//! Mirror Backup CLI
//!
//! Replicates source directory trees beneath a destination root,
//! versioning changed files and marking deletions via renames.

mod cli;
mod error;

use std::env;
use std::process::ExitCode;

use clap::CommandFactory;
use clap::Parser;
use colored::Colorize;
use tracing::Level;
use tracing_subscriber::FmtSubscriber;

use cli::Cli;
use error::Result;
use mirror_core::{MirrorEngine, MirrorJob, MirrorOptions};

fn main() -> ExitCode {
    let args: Vec<_> = env::args_os().collect();

    // Bare invocation prints usage and succeeds
    if args.len() <= 1 {
        print!("{}", Cli::command().render_help());
        return ExitCode::SUCCESS;
    }

    let cli = match Cli::try_parse_from(cli::normalize_args(args)) {
        Ok(cli) => cli,
        Err(e)
            if matches!(
                e.kind(),
                clap::error::ErrorKind::DisplayHelp | clap::error::ErrorKind::DisplayVersion
            ) =>
        {
            let _ = e.print();
            return ExitCode::SUCCESS;
        }
        Err(e) => {
            eprint!("{}", e.render());
            println!("{}", Cli::command().render_usage());
            return ExitCode::from(1);
        }
    };

    if let Err(e) = run(cli) {
        eprintln!("{}: {}", "error".red().bold(), e);
        return ExitCode::from(1);
    }
    ExitCode::SUCCESS
}

fn run(cli: Cli) -> Result<()> {
    // Setup tracing if verbose
    if cli.verbose {
        let subscriber = FmtSubscriber::builder()
            .with_max_level(Level::DEBUG)
            .with_target(false)
            .finish();
        tracing::subscriber::set_global_default(subscriber)
            .expect("Failed to set tracing subscriber");
        tracing::debug!(
            skip_backup = cli.skip_backup,
            skip_hidden = cli.skip_hidden,
            dry_run = cli.dry_run,
            "Verbose mode enabled"
        );
    }

    let sources = cli
        .sources
        .iter()
        .map(|path| cli::strip_trailing_separator(path))
        .collect();
    let options = MirrorOptions {
        skip_backup: cli.skip_backup,
        skip_hidden: cli.skip_hidden,
        dry_run: cli.dry_run,
    };

    let job = MirrorJob::new(&cli.dest, sources);
    let report = MirrorEngine::new(options).execute(&job)?;

    if cli.json {
        println!("{}", serde_json::to_string_pretty(&report)?);
    } else {
        let label = if cli.dry_run { "mirror (dry run)" } else { "mirror" };
        println!(
            "{} {} new, {} updated, {} backed up, {} skipped, {} marked deleted",
            label.green().bold(),
            report.copied,
            report.updated,
            report.backed_up,
            report.skipped,
            report.marked_deleted
        );
    }

    Ok(())
}
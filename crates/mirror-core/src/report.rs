//! Run report with per-event counts.

use chrono::{DateTime, Utc};
use serde::Serialize;

/// Counts of every reconciliation event in one run.
///
/// Serializable so callers can emit it for scripting (`--json` in the
/// CLI).
#[derive(Debug, Clone, Serialize)]
pub struct MirrorReport {
    /// Files copied that had no destination counterpart
    pub copied: u64,
    /// Files overwritten because size or mtime differed
    pub updated: u64,
    /// `~bak.` markers created before overwrites
    pub backed_up: u64,
    /// Files left untouched because size and mtime matched
    pub skipped: u64,
    /// Destination files renamed to `~del.` markers
    pub marked_deleted: u64,
    /// When the run started
    pub started: DateTime<Utc>,
    /// When the run finished
    pub finished: DateTime<Utc>,
}

impl MirrorReport {
    pub(crate) fn begin() -> Self {
        let now = Utc::now();
        Self {
            copied: 0,
            updated: 0,
            backed_up: 0,
            skipped: 0,
            marked_deleted: 0,
            started: now,
            finished: now,
        }
    }

    pub(crate) fn finish(mut self) -> Self {
        self.finished = Utc::now();
        self
    }

    /// Whether the run changed nothing on the destination side.
    pub fn is_noop(&self) -> bool {
        self.copied == 0 && self.updated == 0 && self.backed_up == 0 && self.marked_deleted == 0
    }
}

::::

### Task
Copy out each line of the records character for character.

### Solution to the exercise
//! Mirror Backup CLI
//!
//! Replicates source directory trees beneath a destination root,
//! versioning changed files and marking deletions via renames.

mod cli;
mod error;

use std::env;
use std::process::ExitCode;

use clap::CommandFactory;
use clap::Parser;
use colored::Colorize;
use tracing::Level;
use tracing_subscriber::FmtSubscriber;

use cli::Cli;
use error::Result;
use mirror_core::{MirrorEngine, MirrorJob, MirrorOptions};

fn main() -> ExitCode {
    let args: Vec<_> = env::args_os().collect();

    // Bare invocation prints usage and succeeds
    if args.len() <= 1 {
        print!("{}", Cli::command().render_help());
        return ExitCode::SUCCESS;
    }

    let cli = match Cli::try_parse_from(cli::normalize_args(args)) {
        Ok(cli) => cli,
        Err(e)
            if matches!(
                e.kind(),
                clap::error::ErrorKind::DisplayHelp | clap::error::ErrorKind::DisplayVersion
            ) =>
        {
            let _ = e.print();
            return ExitCode::SUCCESS;
        }
        Err(e) => {
            eprint!("{}", e.render());
            println!("{}", Cli::command().render_usage());
            return ExitCode::from(1);
        }
    };

    if let Err(e) = run(cli) {
        eprintln!("{}: {}", "error".red().bold(), e);
        return ExitCode::from(1);
    }
    ExitCode::SUCCESS
}

fn run(cli: Cli) -> Result<()> {
    // Setup tracing if verbose
    if cli.verbose {
        let subscriber = FmtSubscriber::builder()
            .with_max_level(Level::DEBUG)
            .with_target(false)
            .finish();
        tracing::subscriber::set_global_default(subscriber)
            .expect("Failed to set tracing subscriber");
        tracing::debug!(
            skip_backup = cli.skip_backup,
            skip_hidden = cli.skip_hidden,
            dry_run = cli.dry_run,
            "Verbose mode enabled"
        );
    }

    let sources = cli
        .sources
        .iter()
        .map(|path| cli::strip_trailing_separator(path))
        .collect();
    let options = MirrorOptions {
        skip_backup: cli.skip_backup,
        skip_hidden: cli.skip_hidden,
        dry_run: cli.dry_run,
    };

    let job = MirrorJob::new(&cli.dest, sources);
    let report = MirrorEngine::new(options).execute(&job)?;

    if cli.json {
        println!("{}", serde_json::to_string_pretty(&report)?);
    } else {
        let label = if cli.dry_run { "mirror (dry run)" } else { "mirror" };
        println!(
            "{} {} new, {} updated, {} backed up, {} skipped, {} marked deleted",
            label.green().bold(),
            report.copied,
            report.updated,
            report.backed_up,
            report.skipped,
            report.marked_deleted
        );
    }

    Ok(())
}
filename crates/mirror-core/src/report.rs
//! Run report with per-event counts.

use chrono::{DateTime, Utc};
use serde::Serialize;

/// Counts of every reconciliation event in one run.
///
/// Serializable so callers can emit it for scripting (`--json` in the
/// CLI).
#[derive(Debug, Clone, Serialize)]
pub struct MirrorReport {
    /// Files copied that had no destination counterpart
    pub copied: u64,
    /// Files overwritten because size or mtime differed
    pub updated: u64,
    /// `~bak.` markers created before overwrites
    pub backed_up: u64,
    /// Files left untouched because size and mtime matched
    pub skipped: u64,
    /// Destination files renamed to `~del.` markers
    pub marked_deleted: u64,
    /// When the run started
    pub started: DateTime<Utc>,
    /// When the run finished
    pub finished: DateTime<Utc>,
}

impl MirrorReport {
    pub(crate) fn begin() -> Self {
        let now = Utc::now();
        Self {
            copied: 0,
            updated: 0,
            backed_up: 0,
            skipped: 0,
            marked_deleted: 0,
            started: now,
            finished: now,
        }
    }

    pub(crate) fn finish(mut self) -> Self {
        self.finished = Utc::now();
        self
    }

    /// Whether the run changed nothing on the destination side.
    pub fn is_noop(&self) -> bool {
        self.copied == 0 && self.updated == 0 && self.backed_up == 0 && self.marked_deleted == 0
    }
}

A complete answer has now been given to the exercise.